Franck : Il est impossible de fournir une analyse véridique de la psychologie des autres personnages du récit puisqu'ils sont vus à travers le regard d'un malade. Ce qui importe est justement la vision que le narrateur se fait des autres personnages et de Franck en particulier. Ce personnage dans la vision qu'en a le narrateur est une sorte de double inversé. Franck est une sorte d'anti-narrateur. Bien entendu, cette dichotomie est renforcée par la jalousie qu'éprouve le narrateur à son égard. On sent tout de suite l'inimitié qu'éprouve le narrateur à son égard. Mais cette inimitié reste purement intérieure. Elle n'est jamais exprimée si ce n'est qu'à travers des visions comme c'est le cas lorsque le narrateur imagine la voiture de Franck dévorée par des flammes. Si le narrateur n'agit pas et ne cherche pas à s'opposer à Franck c'est parce qu'il a peur en agissant de précipiter le départ de sa femme. D'autre part il apparaît que Franck a le dessus. Contrairement au narrateur, Franck parle beaucoup dans le roman et cherche à s'attirer les faveurs de A… Les rares descriptions physiques que fait le narrateur nous le montre comme quelqu'un de robuste, de fort. Il est entreprenant. Il a confiance en lui. C'est lui qui écrase le mille-pattes. Franck est tout ce que le narrateur n'est pas. Il symbolise la puissance, la force, la séduction.
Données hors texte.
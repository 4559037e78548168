//! `pprof-lens.toml` config loading.

use serde::{Deserialize, Serialize};

use std::path::Path;

use crate::OutputFormat;

pub const DEFAULT_CONFIG_FILE: &str = "pprof-lens.toml";

const LOG_LEVELS: [&str; 5] = ["trace", "debug", "info", "warn", "error"];

#[derive(Debug, Clone, PartialEq, Serialize, Deserialize)]
#[serde(rename_all = "snake_case")]
pub struct Config {
    /// Rows shown by text and markdown reports when `--top` is not given.
    #[serde(default = "default_top_n")]
    pub top_n: usize,

    #[serde(default)]
    pub format: OutputFormat,

    /// Used when neither `RUST_LOG` nor `LOG_LEVEL` is set.
    #[serde(default = "default_log_level")]
    pub log_level: String,

    /// Leak suspects that grew by fewer bytes are dropped.
    #[serde(default)]
    pub min_leak_bytes: i64,

    #[serde(default = "default_http_timeout_secs")]
    pub http_timeout_secs: u64,
}

fn default_top_n() -> usize {
    5
}

fn default_log_level() -> String {
    "info".to_string()
}

fn default_http_timeout_secs() -> u64 {
    30
}

impl Default for Config {
    fn default() -> Self {
        Self {
            top_n: default_top_n(),
            format: OutputFormat::default(),
            log_level: default_log_level(),
            min_leak_bytes: 0,
            http_timeout_secs: default_http_timeout_secs(),
        }
    }
}

impl Config {
    pub fn load_optional(path: &Path) -> Self {
        match std::fs::read_to_string(path) {
            Ok(s) => match toml::from_str::<Config>(&s) {
                Ok(cfg) => cfg,
                Err(err) => {
                    tracing::warn!("failed to parse config {}: {err}", path.display());
                    Self::default()
                }
            },
            Err(err) if err.kind() == std::io::ErrorKind::NotFound => Self::default(),
            Err(err) => {
                tracing::warn!("failed to read config {}: {err}", path.display());
                Self::default()
            }
        }
    }

    /// Log filter directive when `RUST_LOG` is unset: a valid `LOG_LEVEL`
    /// value, else the configured level, else `info`.
    pub fn log_directive(&self, log_level_env: Option<&str>) -> String {
        [log_level_env, Some(self.log_level.as_str())]
            .into_iter()
            .flatten()
            .map(|level| level.trim().to_ascii_lowercase())
            .find(|level| LOG_LEVELS.contains(&level.as_str()))
            .unwrap_or_else(|| "info".to_string())
    }

    /// `requested` when positive, otherwise the configured default.
    pub fn effective_top_n(&self, requested: Option<usize>) -> usize {
        match requested {
            Some(n) if n > 0 => n,
            _ => self.top_n.max(1),
        }
    }
}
Néanmoins, cette image sera écornée à la fin à la satisfaction du narrateur, lorsque A… dira à propos de Franck et à la suite du voyage en ville qu'ils ont effectué ensemble : « Dommage que vous soyez un si mauvais mécanicien », allusion assez claire à une relation adultère entre les deux qui aurait déçue A… à cause de l'impuissance sexuelle de Franck. Franck est donc l'objet de la jalousie du narrateur. Mais il est aussi le double inversé de celui-ci.
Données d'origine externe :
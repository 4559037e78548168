mod cli_logger;

use clap::Parser;
use pprof_lens::cmd::{ProfileCommand, profile_command};
use pprof_lens::{Config, DEFAULT_CONFIG_FILE, LensError};
use tracing_subscriber::EnvFilter;

use std::path::PathBuf;
use std::process::ExitCode;

use cli_logger::CliLogger;

#[derive(Debug, Parser)]
#[command(name = "pprof-lens", version, about = "Hotspot, diff and heap-trend reports for Go pprof profiles")]
struct Cli {
    /// Config file (defaults to ./pprof-lens.toml when present)
    #[arg(long, global = true)]
    config: Option<PathBuf>,
    /// Print errors as JSON objects on stdout
    #[arg(long, global = true)]
    json: bool,
    #[arg(long, global = true)]
    no_color: bool,
    #[command(subcommand)]
    command: ProfileCommand,
}

fn main() -> ExitCode {
    let cli = Cli::parse();
    let logger = CliLogger::new(cli.json, cli.no_color);

    let config_path = cli
        .config
        .clone()
        .unwrap_or_else(|| PathBuf::from(DEFAULT_CONFIG_FILE));
    if cli.config.is_some() && !config_path.exists() {
        logger.print_warning(&format!("config {} not found, using defaults", config_path.display()));
    }
    let bootstrap = tracing_subscriber::fmt()
        .with_writer(std::io::stderr)
        .with_max_level(tracing::Level::WARN)
        .finish();
    let config = tracing::subscriber::with_default(bootstrap, || Config::load_optional(&config_path));
    init_tracing(&config, cli.no_color);

    match run(&config, &cli.command) {
        Ok(report) => {
            logger.print_report(&report);
            ExitCode::SUCCESS
        }
        Err(err) => {
            let code = err.downcast_ref::<LensError>().map_or("ERROR", LensError::code);
            tracing::debug!(code, "command failed");
            logger.print_error(code, &format!("{err:#}"));
            ExitCode::FAILURE
        }
    }
}

fn run(config: &Config, command: &ProfileCommand) -> anyhow::Result<String> {
    Ok(profile_command(config, command)?)
}

/// `RUST_LOG`, then `LOG_LEVEL`, then the config's `log_level`.
fn init_tracing(config: &Config, no_color: bool) {
    let filter = EnvFilter::try_from_default_env().unwrap_or_else(|_| {
        let level_env = std::env::var("LOG_LEVEL").ok();
        EnvFilter::new(config.log_directive(level_env.as_deref()))
    });
    tracing_subscriber::fmt()
        .with_env_filter(filter)
        .with_writer(std::io::stderr)
        .with_ansi(!no_color)
        .with_target(false)
        .init();
}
A… : Une lettre. Pas de prénom. Pas de nom. Pas d'âge. Nous savons peu de choses d'A… Elle parle peu lors des repas. Nous la voyons s'habiller, nous la voyons écrire à son bureau, nous la voyons à la vitre de la voiture de Franck. Le désir qu'éprouve le mari-narrateur pour sa femme A… est manifeste. Il se cristallise particulièrement sur une partie du corps de A…:sa chevelure noire décrite avec une très grande minutie. Le narrateur cherche dans les gestes de A… la preuve de ce qu'il soupçonne. Il craint par-dessus tout qu'A… le quitte. Cette crainte paraît en partie fondée si l'on observe certains gestes de A… qui témoignent d'un certain bovarysme et d'un certain ennui quand elle se retrouve seule avec le narrateur en l'absence de Franck. Il est aussi évident que le narrateur ne veut pas être surpris par A… lorsqu'il la regarde. C'est pour cela que lorsque celle-ci tourne la tête vers lui il s'empresse de changer la direction de son regard pour le fixer sur un élément matériel comme un pilier de la maison ou la bananeraie qui entoure la maison. A… pourtant est loin d'être timide ou renfermée puisqu'elle participe aux conversations avec Franck et puisqu'elle affiche sa liberté notamment quand elle affirme à Franck que cela ne la choque pas qu'une femme couche avec des nègres. A… est donc objet de désir pour le narrateur, désir qui s'exprime à travers le voyeurisme de celui-ci mais aussi objet de soupçons puisque le narrateur la soupçonne de céder à la séduction de Franck et même peut être de chercher à séduire celui-ci.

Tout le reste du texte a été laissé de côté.